**Exercise:**
From the material beneath, pull every line with the word "contains".

━━━

//! Device OS classification.
//!
//! Inventory `os_type` strings are free-form ("IOS", "cisco ios-xe",
//! "Arista EOS 4.30"). Normalization maps them onto a small set of OS
//! families that drive command vocabulary, username tables, and parser
//! dispatch. Unrecognized values are carried through, never rejected.

use std::fmt;

/// Known device OS families plus a catch-all for everything else.
#[derive(Debug, Clone, PartialEq, Eq, Hash)]
pub enum DeviceOs {
    CiscoIos,
    AristaEos,
    JuniperJunos,
    SonicCli,
    /// Unrecognized OS string, kept lowercased for display and lookups.
    Other(String),
}

/// Normalization table, checked in order. First match wins, so IOS is
/// probed before EOS ("CISCO IOS" must not fall through to a shorter key).
const OS_KEYS: [(&str, DeviceOsTag); 4] = [
    ("IOS", DeviceOsTag::CiscoIos),
    ("EOS", DeviceOsTag::AristaEos),
    ("JUNOS", DeviceOsTag::JuniperJunos),
    ("SONIC", DeviceOsTag::SonicCli),
];

#[derive(Clone, Copy)]
enum DeviceOsTag {
    CiscoIos,
    AristaEos,
    JuniperJunos,
    SonicCli,
}

impl DeviceOs {
    /// Map a raw inventory OS string to an OS family.
    ///
    /// Matching is case-insensitive: an exact key match first, then a
    /// substring match in either direction. Anything else becomes
    /// `Other` with the lowercased raw value; an empty string becomes
    /// `Other("unknown")`. Total and deterministic.
    #[must_use]
    pub fn normalize(raw: &str) -> Self {
        let trimmed = raw.trim();
        if trimmed.is_empty() {
            return Self::Other("unknown".to_string());
        }

        let upper = trimmed.to_uppercase();
        for (key, tag) in OS_KEYS {
            if upper == key {
                return tag.into();
            }
        }
        for (key, tag) in OS_KEYS {
            if upper.contains(key) || key.contains(upper.as_str()) {
                return tag.into();
            }
        }

        Self::Other(trimmed.to_lowercase())
    }

    /// Canonical tag used for command tables, username tables and logs.
    #[must_use]
    pub fn tag(&self) -> &str {
        match self {
            Self::CiscoIos => "cisco_ios",
            Self::AristaEos => "arista_eos",
            Self::JuniperJunos => "juniper_junos",
            Self::SonicCli => "sonic_cli",
            Self::Other(raw) => raw,
        }
    }

    /// Whether the Cisco-specific username extras apply. Matches on the
    /// tag so carried-through values like "cisco_nxos" also qualify.
    #[must_use]
    pub fn is_cisco_family(&self) -> bool {
        self.tag().contains("cisco")
    }
}

impl From<DeviceOsTag> for DeviceOs {
    fn from(tag: DeviceOsTag) -> Self {
        match tag {
            DeviceOsTag::CiscoIos => Self::CiscoIos,
            DeviceOsTag::AristaEos => Self::AristaEos,
            DeviceOsTag::JuniperJunos => Self::JuniperJunos,
            DeviceOsTag::SonicCli => Self::SonicCli,
        }
    }
}

impl fmt::Display for DeviceOs {
    fn fmt(&self, f: &mut fmt::Formatter<'_>) -> fmt::Result {
        f.write_str(self.tag())
    }
}
//! End-to-end device command flow against a scripted bastion.

use std::collections::VecDeque;

use async_trait::async_trait;

use netbridge::config::{
    AuthMethod, BastionDescriptor, BastionEndpoint, CommandCatalog, UsernamePolicy,
};
use netbridge::device::{DeviceCommandRunner, DeviceOs};
use netbridge::error::{ConnectError, ExecError, RunnerError};
use netbridge::ports::bastion::{BastionConnector, CommandOutput};

/// Bastion that replays a scripted response per executed command and
/// records everything it was asked to run.
struct ScriptedBastion {
    descriptor: BastionDescriptor,
    connected: bool,
    responses: VecDeque<Result<CommandOutput, ExecError>>,
    executed: Vec<String>,
}

impl ScriptedBastion {
    fn new(responses: Vec<Result<CommandOutput, ExecError>>) -> Self {
        Self {
            descriptor: BastionDescriptor {
                name: "scripted".to_string(),
                description: String::new(),
                region: String::new(),
                auth_method: AuthMethod::Password,
                endpoint: BastionEndpoint::SshJump {
                    host: "jump.test".to_string(),
                    fallback_host: None,
                    port: 22,
                },
            },
            connected: true,
            responses: responses.into(),
            executed: Vec::new(),
        }
    }

    fn stdout(text: &str) -> Result<CommandOutput, ExecError> {
        Ok(CommandOutput {
            stdout: text.to_string(),
            stderr: String::new(),
            exit_code: 0,
            duration_ms: 1,
        })
    }
}

#[async_trait]
impl BastionConnector for ScriptedBastion {
    fn descriptor(&self) -> &BastionDescriptor {
        &self.descriptor
    }

    fn is_connected(&self) -> bool {
        self.connected
    }

    async fn connect(&mut self) -> Result<(), ConnectError> {
        self.connected = true;
        Ok(())
    }

    async fn execute(&mut self, command: &str) -> Result<CommandOutput, ExecError> {
        if !self.connected {
            return Err(ExecError::NotConnected);
        }
        self.executed.push(command.to_string());
        self.responses.pop_front().unwrap_or_else(|| {
            Ok(CommandOutput {
                stdout: String::new(),
                stderr: String::new(),
                exit_code: 0,
                duration_ms: 1,
            })
        })
    }

    async fn disconnect(&mut self) {
        self.connected = false;
    }
}

fn runner<'a>(
    bastion: &'a mut ScriptedBastion,
    catalog: &'a CommandCatalog,
    os: DeviceOs,
    usernames: &[&str],
) -> DeviceCommandRunner<'a, ScriptedBastion> {
    DeviceCommandRunner::new(
        bastion,
        "10.0.4.2".to_string(),
        os,
        catalog,
        &UsernamePolicy::default(),
        Some(usernames.iter().map(|s| (*s).to_string()).collect()),
    )
}

#[tokio::test]
async fn rotation_stops_at_first_accepted_username() {
    let mut bastion = ScriptedBastion::new(vec![
        ScriptedBastion::stdout(""),
        ScriptedBastion::stdout("Permission denied, please try again."),
        ScriptedBastion::stdout(
            "Cisco IOS Software, Catalyst Software, Version 17.6.5\n\
             switch uptime is 1 year, 2 weeks",
        ),
    ]);
    let catalog = CommandCatalog::default();

    let (parsed, username) = {
        let mut runner = runner(
            &mut bastion,
            &catalog,
            DeviceOs::CiscoIos,
            &["svc-bad", "netmon", "neteng", "never-tried"],
        );
        let parsed = runner.run_show("version").await.unwrap();
        (parsed, runner.current_username().map(String::from))
    };

    assert_eq!(username.as_deref(), Some("neteng"));
    assert_eq!(parsed["IOS_Version"], "17.6.5");
    assert_eq!(parsed["Uptime"], "1 year, 2 weeks");

    // The fourth candidate was never dialed.
    assert_eq!(bastion.executed.len(), 3);
    for hop in &bastion.executed {
        assert!(hop.starts_with("ssh -o StrictHostKeyChecking=no "));
        assert!(hop.ends_with("@10.0.4.2 'show version'"));
    }
}

#[tokio::test]
async fn exhaustion_carries_bounded_sample_and_os_tag() {
    let responses = (0..5)
        .map(|_| ScriptedBastion::stdout("Permission denied"))
        .collect();
    let mut bastion = ScriptedBastion::new(responses);
    let catalog = CommandCatalog::default();
    let mut runner = runner(
        &mut bastion,
        &catalog,
        DeviceOs::JuniperJunos,
        &["u1", "u2", "u3", "u4", "u5"],
    );

    let err = runner.run_show("version").await.unwrap_err();
    let RunnerError::AuthExhausted {
        tried,
        os_tag,
        guidance,
    } = err
    else {
        panic!("expected AuthExhausted");
    };

    assert_eq!(tried.len(), 5);
    assert_eq!(os_tag, "juniper_junos");
    assert!(guidance.contains("Tried 5 username(s): u1, u2, u3"));
    assert!(!guidance.contains("u4"));
    assert!(guidance.contains("juniper_junos"));
}

#[tokio::test]
async fn unsupported_alias_never_touches_the_bastion() {
    let mut bastion = ScriptedBastion::new(vec![]);
    let catalog = CommandCatalog::default();

    {
        let mut runner = runner(&mut bastion, &catalog, DeviceOs::SonicCli, &["admin"]);
        let err = runner.run_show("frobnicate").await.unwrap_err();
        assert!(matches!(err, RunnerError::UnsupportedCommand { .. }));
    }

    assert!(bastion.executed.is_empty());
}

#[tokio::test]
async fn custom_command_reuses_established_username() {
    let mut bastion = ScriptedBastion::new(vec![
        ScriptedBastion::stdout("Permission denied"),
        ScriptedBastion::stdout("Arista vEOS\nSoftware image version: 4.30.1F"),
        ScriptedBastion::stdout("Ethernet1 connected routed"),
        ScriptedBastion::stdout("Ethernet2 connected routed"),
    ]);
    let catalog = CommandCatalog::default();

    {
        let mut runner =
            runner(&mut bastion, &catalog, DeviceOs::AristaEos, &["ops", "admin"]);

        let first = runner.run_custom("show interfaces status").await.unwrap();
        assert_eq!(first.stdout, "Ethernet1 connected routed");
        assert_eq!(runner.current_username(), Some("admin"));

        let second = runner.run_custom("show interfaces status").await.unwrap();
        assert_eq!(second.stdout, "Ethernet2 connected routed");
    }

    // One rotation (two attempts) plus two direct custom commands.
    assert_eq!(bastion.executed.len(), 4);
    assert!(bastion.executed[2].contains("admin@10.0.4.2"));
    assert!(bastion.executed[3].contains("admin@10.0.4.2"));
}

#[tokio::test]
async fn session_transport_failure_aborts_immediately() {
    let mut bastion = ScriptedBastion::new(vec![Err(ExecError::Transport {
        reason: "channel closed".to_string(),
    })]);
    let catalog = CommandCatalog::default();

    {
        let mut runner = runner(&mut bastion, &catalog, DeviceOs::CiscoIos, &["a", "b", "c"]);
        let err = runner.run_show("version").await.unwrap_err();
        assert!(matches!(err, RunnerError::Exec(ExecError::Transport { .. })));
    }

    assert_eq!(bastion.executed.len(), 1);
}
//! Device inventory lookup port.
//!
//! The runner resolves device names to management addresses and OS types
//! through this trait; the default implementation is backed by the static
//! `devices` section of the configuration.

use std::collections::HashMap;

use crate::config::DeviceEntry;
use crate::device::os::DeviceOs;

/// Resolved inventory record for one device.
#[derive(Debug, Clone, PartialEq, Eq)]
pub struct DeviceRecord {
    pub name: String,
    /// Management address, if the inventory knows one. Devices without an
    /// address are visible in listings but cannot be reached.
    pub management_ip: Option<String>,
    pub os: DeviceOs,
    pub state: String,
}

/// Resolves device names against an inventory.
pub trait DeviceLookup: Send + Sync {
    fn find(&self, name: &str) -> Option<DeviceRecord>;

    /// All known device names, sorted for stable display.
    fn names(&self) -> Vec<String>;
}

/// Inventory backed by the `devices` map from configuration.
pub struct StaticDeviceLookup {
    devices: HashMap<String, DeviceEntry>,
}

impl StaticDeviceLookup {
    #[must_use]
    pub fn new(devices: HashMap<String, DeviceEntry>) -> Self {
        Self { devices }
    }
}

impl DeviceLookup for StaticDeviceLookup {
    fn find(&self, name: &str) -> Option<DeviceRecord> {
        self.devices.get(name).map(|entry| DeviceRecord {
            name: name.to_string(),
            management_ip: entry.management_ip.clone(),
            os: DeviceOs::normalize(&entry.os_type),
            state: entry.state.clone(),
        })
    }

    fn names(&self) -> Vec<String> {
        let mut names: Vec<String> = self.devices.keys().cloned().collect();
        names.sort_unstable();
        names
    }
}
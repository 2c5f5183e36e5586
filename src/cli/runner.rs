//! CLI runner functions
//!
//! Each function maps one subcommand onto the bastion and device layers
//! and prints for a human (or `--json` for scripts).

use tracing::{info, warn};
use zeroize::Zeroizing;

use crate::bastion::{Bastion, connector_for};
use crate::config::{BastionEndpoint, Config};
use crate::device::parsers::format_output;
use crate::device::{DeviceCommandRunner, DeviceOs};
use crate::error::CliError;
use crate::ports::bastion::BastionConnector;
use crate::ports::lookup::{DeviceLookup, DeviceRecord, StaticDeviceLookup};

/// Environment variable holding the jump host password.
pub const PASSWORD_ENV: &str = "NETBRIDGE_PASSWORD";

fn login_user(cli_user: Option<&str>) -> String {
    cli_user
        .map(String::from)
        .or_else(|| std::env::var("USER").ok())
        .unwrap_or_else(|| "operator".to_string())
}

fn bastion_password() -> Option<Zeroizing<String>> {
    std::env::var(PASSWORD_ENV).ok().map(Zeroizing::new)
}

fn resolve_device(config: &Config, name: &str) -> Result<DeviceRecord, CliError> {
    let lookup = StaticDeviceLookup::new(config.devices.clone());
    lookup.find(name).ok_or_else(|| CliError::UnknownDevice {
        name: name.to_string(),
    })
}

/// Build and connect the selected bastion.
async fn connect_bastion(
    config: &Config,
    bastion_id: Option<&str>,
    user: Option<&str>,
) -> Result<Bastion, CliError> {
    let id = bastion_id.unwrap_or(&config.default_bastion);
    let descriptor = config
        .bastion(id)
        .ok_or_else(|| CliError::UnknownBastion { id: id.to_string() })?
        .clone();

    info!(bastion = %id, kind = descriptor.kind(), "Selecting bastion");

    let mut bastion = connector_for(
        descriptor,
        config.limits.clone(),
        login_user(user),
        bastion_password(),
    )?;
    bastion.connect().await?;
    Ok(bastion)
}

/// List the bastion catalog.
///
/// # Errors
///
/// Infallible in practice; returns `Result` for consistency with the
/// other CLI commands.
pub fn run_bastions(config: &Config) -> Result<(), CliError> {
    println!("Bastion Catalog ({}):", config.bastions.len());
    println!("{:-<60}", "");

    let mut ids: Vec<&String> = config.bastions.keys().collect();
    ids.sort_unstable();

    for id in ids {
        let descriptor = &config.bastions[id];
        let default_marker = if *id == config.default_bastion {
            " (default)"
        } else {
            ""
        };
        println!("\n  {id}{default_marker}:");
        println!("    Name: {}", descriptor.name);
        println!("    Type: {}", descriptor.kind());
        if !descriptor.region.is_empty() {
            println!("    Region: {}", descriptor.region);
        }
        match &descriptor.endpoint {
            BastionEndpoint::SshJump {
                host,
                fallback_host,
                port,
            } => {
                println!("    Host: {host}:{port}");
                if let Some(fallback) = fallback_host {
                    println!("    Fallback: {fallback}:{port}");
                }
            }
            BastionEndpoint::CloudTunnel {
                instance,
                zone,
                project,
            } => {
                println!("    Instance: {instance}");
                println!("    Zone: {zone}");
                println!("    Project: {project}");
            }
        }
        if !descriptor.description.is_empty() {
            println!("    Description: {}", descriptor.description);
        }
    }

    Ok(())
}

/// List the device inventory.
///
/// # Errors
///
/// Infallible in practice.
pub fn run_devices(config: &Config) -> Result<(), CliError> {
    let lookup = StaticDeviceLookup::new(config.devices.clone());
    let names = lookup.names();

    println!("Device Inventory ({}):", names.len());
    println!("{:-<60}", "");

    if names.is_empty() {
        println!("  (no devices configured)");
        return Ok(());
    }

    for name in names {
        if let Some(record) = lookup.find(&name) {
            let address = record
                .management_ip
                .as_deref()
                .unwrap_or("(no management address)");
            println!(
                "  {name:24} {address:18} {:14} {}",
                record.os.tag(),
                record.state
            );
        }
    }

    Ok(())
}

/// Show configuration summary.
///
/// # Errors
///
/// Infallible in practice.
pub fn run_status(config: &Config) -> Result<(), CliError> {
    println!("netbridge Status");
    println!("================\n");

    println!("Default bastion: {}", config.default_bastion);
    println!("Bastions: {}", config.bastions.len());
    println!("Devices: {}", config.devices.len());

    println!("\nLimits:");
    println!(
        "  Connect timeout: {}s",
        config.limits.connect_timeout_seconds
    );
    println!(
        "  Command timeout: {}s",
        config.limits.command_timeout_seconds
    );
    println!(
        "  Preflight timeout: {}s",
        config.limits.preflight_timeout_seconds
    );
    println!("  Max output: {} bytes", config.limits.max_output_bytes);

    println!("\nUsername policy:");
    println!("  Defaults: {}", config.usernames.defaults.len());
    let mut tags: Vec<&String> = config.usernames.device_specific.keys().collect();
    tags.sort_unstable();
    for tag in tags {
        println!(
            "  {tag}: {} device-specific",
            config.usernames.device_specific[tag].len()
        );
    }
    println!("  Cisco extras: {}", config.usernames.cisco_extras.len());

    println!("\nCommand aliases:");
    let mut tags: Vec<&String> = config.commands.show_commands.keys().collect();
    tags.sort_unstable();
    for tag in tags {
        println!("  {tag}: {}", config.commands.aliases(tag).join(", "));
    }

    Ok(())
}

/// Run a show command by alias and print parsed output.
///
/// # Errors
///
/// Returns an error if the device or bastion is unknown, the device has
/// no management address, the bastion cannot be reached, or every
/// candidate username is rejected.
pub async fn run_show(
    config: &Config,
    bastion_id: Option<&str>,
    user: Option<&str>,
    device: &str,
    alias: &str,
    device_user: Option<&str>,
    json: bool,
) -> Result<(), CliError> {
    let record = resolve_device(config, device)?;
    let device_ip = record
        .management_ip
        .clone()
        .ok_or_else(|| CliError::DeviceUnreachable {
            name: device.to_string(),
        })?;

    let mut bastion = connect_bastion(config, bastion_id, user).await?;
    let result = show_on(config, &mut bastion, &device_ip, record.os, alias, device_user, json).await;
    bastion.disconnect().await;
    result
}

async fn show_on(
    config: &Config,
    bastion: &mut Bastion,
    device_ip: &str,
    os: DeviceOs,
    alias: &str,
    device_user: Option<&str>,
    json: bool,
) -> Result<(), CliError> {
    let mut runner = DeviceCommandRunner::new(
        bastion,
        device_ip.to_string(),
        os,
        &config.commands,
        &config.usernames,
        device_user.map(|u| vec![u.to_string()]),
    );

    let parsed = runner.run_show(alias).await?;

    if json {
        println!("{}", serde_json::to_string_pretty(&parsed)?);
    } else {
        if let Some(username) = runner.current_username() {
            println!("Authenticated as: {username}\n");
        }
        println!("{}", format_output(&parsed));
    }
    Ok(())
}

/// Run an arbitrary command on a device and print the raw output.
///
/// # Errors
///
/// Same failure surface as [`run_show`].
pub async fn run_exec(
    config: &Config,
    bastion_id: Option<&str>,
    user: Option<&str>,
    device: &str,
    command: &str,
    device_user: Option<&str>,
) -> Result<(), CliError> {
    let record = resolve_device(config, device)?;
    let device_ip = record
        .management_ip
        .clone()
        .ok_or_else(|| CliError::DeviceUnreachable {
            name: device.to_string(),
        })?;

    let mut bastion = connect_bastion(config, bastion_id, user).await?;
    let result = exec_on(config, &mut bastion, &device_ip, record.os, command, device_user).await;
    bastion.disconnect().await;
    result
}

async fn exec_on(
    config: &Config,
    bastion: &mut Bastion,
    device_ip: &str,
    os: DeviceOs,
    command: &str,
    device_user: Option<&str>,
) -> Result<(), CliError> {
    let mut runner = DeviceCommandRunner::new(
        bastion,
        device_ip.to_string(),
        os,
        &config.commands,
        &config.usernames,
        device_user.map(|u| vec![u.to_string()]),
    );

    let output = runner.run_custom(command).await?;
    if output.exit_code != 0 {
        warn!(
            device = %device_ip,
            exit_code = output.exit_code,
            "Command returned non-zero exit status"
        );
    }
    println!("{}", output.stdout);
    Ok(())
}

/// Open an interactive shell on the bastion host.
///
/// # Errors
///
/// Returns an error if the bastion is unknown or unreachable, or the
/// relay breaks mid-session.
pub async fn run_shell(
    config: &Config,
    bastion_id: Option<&str>,
    user: Option<&str>,
) -> Result<(), CliError> {
    let mut bastion = connect_bastion(config, bastion_id, user).await?;
    let result = bastion.interactive_shell().await;
    bastion.disconnect().await;
    result?;
    Ok(())
}
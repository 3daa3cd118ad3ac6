//! # Structural Shape Check
//!
//! A submission is accepted in exactly two shapes:
//!
//! ```text
//! {"events": [ {...}, {...} ]}               flat form
//! {"request": {"events": [ {...}, {...} ]}}  wrapped form
//! ```
//!
//! A non-empty `request` object is always the container, even when it lacks
//! `events` and the outer object has them. The top level is the container
//! only when `request` is absent, empty, or not an object.
//!
//! Only presence and type of `events` are checked. Event contents are never
//! inspected.

use serde_json::{Map, Value};

/// Key of the optional wrapper object.
pub const REQUEST_KEY: &str = "request";

/// Key of the events array.
pub const EVENTS_KEY: &str = "events";

/// Which object was chosen as the `events` container.
#[derive(Debug, Clone, Copy, PartialEq, Eq)]
pub enum Container {
    /// The top-level object.
    Flat,
    /// The object under `request`.
    Wrapped,
}

/// Select the object that must hold `events`.
pub fn events_container(payload: &Map<String, Value>) -> (&Map<String, Value>, Container) {
    match payload.get(REQUEST_KEY) {
        Some(Value::Object(inner)) if !inner.is_empty() => (inner, Container::Wrapped),
        _ => (payload, Container::Flat),
    }
}

/// Number of events in the submission, or `None` if the shape is invalid.
///
/// Returns `Some(n)` with `n > 0` only when the selected container holds a
/// non-empty `events` array.
pub fn count_events(payload: &Map<String, Value>) -> Option<usize> {
    let (container, _) = events_container(payload);
    match container.get(EVENTS_KEY) {
        Some(Value::Array(events)) if !events.is_empty() => Some(events.len()),
        _ => None,
    }
}
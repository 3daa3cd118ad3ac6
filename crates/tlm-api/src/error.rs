//! # API Error Types
//!
//! Structured error type implementing `axum::response::IntoResponse`.
//! Every rejected submission collapses to one client-error response with a
//! fixed code and message. The internal rejection kind is never returned to
//! the client.

use axum::http::StatusCode;
use axum::response::{IntoResponse, Response};
use axum::Json;
use serde::{Deserialize, Serialize};
use thiserror::Error;
use tlm_core::ValidationError;

/// Structured JSON error response body.
#[derive(Debug, Serialize, Deserialize)]
pub struct ErrorBody {
    pub error: ErrorDetail,
}

/// Inner error detail.
#[derive(Debug, Serialize, Deserialize)]
pub struct ErrorDetail {
    /// Machine-readable error code (e.g., "INVALID_REQUESTED_DATA").
    pub code: String,
    /// Human-readable error message.
    pub message: String,
}

/// Application-level error type that implements [`IntoResponse`] for Axum.
#[derive(Error, Debug)]
pub enum AppError {
    /// The submission was rejected by the validator (400).
    #[error("invalid request data: {0}")]
    InvalidRequestData(#[from] ValidationError),

    /// Internal server error (500). Message is logged but not returned to client.
    #[error("internal error: {0}")]
    Internal(String),
}

impl AppError {
    /// Return the HTTP status code and machine-readable error code for this error.
    fn status_and_code(&self) -> (StatusCode, &'static str) {
        match self {
            Self::InvalidRequestData(e) => (
                StatusCode::from_u16(e.class().status_code()).unwrap_or(StatusCode::BAD_REQUEST),
                e.error_code(),
            ),
            Self::Internal(_) => (StatusCode::INTERNAL_SERVER_ERROR, "INTERNAL_ERROR"),
        }
    }

    /// Client-safe message.
    fn client_message(&self) -> &'static str {
        match self {
            Self::InvalidRequestData(e) => e.client_message(),
            Self::Internal(_) => "An internal error occurred",
        }
    }
}

impl IntoResponse for AppError {
    fn into_response(self) -> Response {
        let (status, code) = self.status_and_code();

        if let Self::Internal(_) = &self {
            tracing::error!(error = %self, "internal server error");
        }

        let body = ErrorBody {
            error: ErrorDetail {
                code: code.to_string(),
                message: self.client_message().to_string(),
            },
        };

        (status, Json(body)).into_response()
    }
}
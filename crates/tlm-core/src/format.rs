//! # Payload Format
//!
//! The caller decides, per request, whether a submission is JSON text or a
//! compressed binary upload. The decision arrives as a tag string.

use std::fmt;

/// Tag naming the compressed binary format.
pub const GZIP_TAG: &str = "gzip";

/// Tag naming the JSON text format.
pub const JSON_TAG: &str = "json";

/// Format discriminator for a telemetry submission.
#[derive(Debug, Clone, Copy, PartialEq, Eq, Hash)]
pub enum PayloadFormat {
    /// UTF-8 JSON text describing a batch of events.
    Json,
    /// Compressed bytes. Never decompressed by the validator.
    Binary,
}

impl PayloadFormat {
    /// Parse a format tag, case-insensitively.
    ///
    /// `"gzip"` selects [`PayloadFormat::Binary`]. Every other tag, including
    /// unrecognised ones, selects [`PayloadFormat::Json`].
    pub fn from_tag(tag: &str) -> Self {
        if tag.eq_ignore_ascii_case(GZIP_TAG) {
            Self::Binary
        } else {
            if !tag.eq_ignore_ascii_case(JSON_TAG) {
                tracing::debug!(tag, "unrecognised payload format tag, using json");
            }
            Self::Json
        }
    }

    /// Canonical tag for this format.
    pub fn as_tag(self) -> &'static str {
        match self {
            Self::Json => JSON_TAG,
            Self::Binary => GZIP_TAG,
        }
    }
}

impl fmt::Display for PayloadFormat {
    fn fmt(&self, f: &mut fmt::Formatter<'_>) -> fmt::Result {
        f.write_str(self.as_tag())
    }
}

#[cfg(test)]
mod tests {
    use super::*;
    use proptest::prelude::*;

    #[test]
    fn gzip_tag_any_case_is_binary() {
        for tag in ["GZIP", "gzip", "GzIp", "gZiP"] {
            assert_eq!(PayloadFormat::from_tag(tag), PayloadFormat::Binary, "{tag}");
        }
    }

    #[test]
    fn json_tag_is_json() {
        assert_eq!(PayloadFormat::from_tag("json"), PayloadFormat::Json);
        assert_eq!(PayloadFormat::from_tag("JSON"), PayloadFormat::Json);
    }

    #[test]
    fn unknown_tag_falls_back_to_json() {
        for tag in ["", "xml", "gz", "gzip ", "application/gzip"] {
            assert_eq!(PayloadFormat::from_tag(tag), PayloadFormat::Json, "{tag:?}");
        }
    }

    #[test]
    fn tag_roundtrip() {
        for fmt in [PayloadFormat::Json, PayloadFormat::Binary] {
            assert_eq!(PayloadFormat::from_tag(fmt.as_tag()), fmt);
        }
    }

    proptest! {
        #[test]
        fn gzip_case_mixing_always_binary(mask in proptest::collection::vec(any::<bool>(), 4)) {
            let tag: String = "gzip"
                .chars()
                .zip(mask)
                .map(|(c, upper)| if upper { c.to_ascii_uppercase() } else { c })
                .collect();
            prop_assert_eq!(PayloadFormat::from_tag(&tag), PayloadFormat::Binary);
        }
    }
}
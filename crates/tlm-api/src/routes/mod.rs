//! # API Route Modules
//!
//! - `telemetry` — Telemetry submission ingestion (JSON and gzip uploads).

pub mod telemetry;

━━━

**Exercise output:**
            if upper.contains(key) || key.contains(upper.as_str()) {
        self.tag().contains("cisco")
    assert!(guidance.contains("Tried 5 username(s): u1, u2, u3"));
    assert!(!guidance.contains("u4"));
    assert!(guidance.contains("juniper_junos"));
    assert!(bastion.executed[2].contains("admin@10.0.4.2"));
    assert!(bastion.executed[3].contains("admin@10.0.4.2"));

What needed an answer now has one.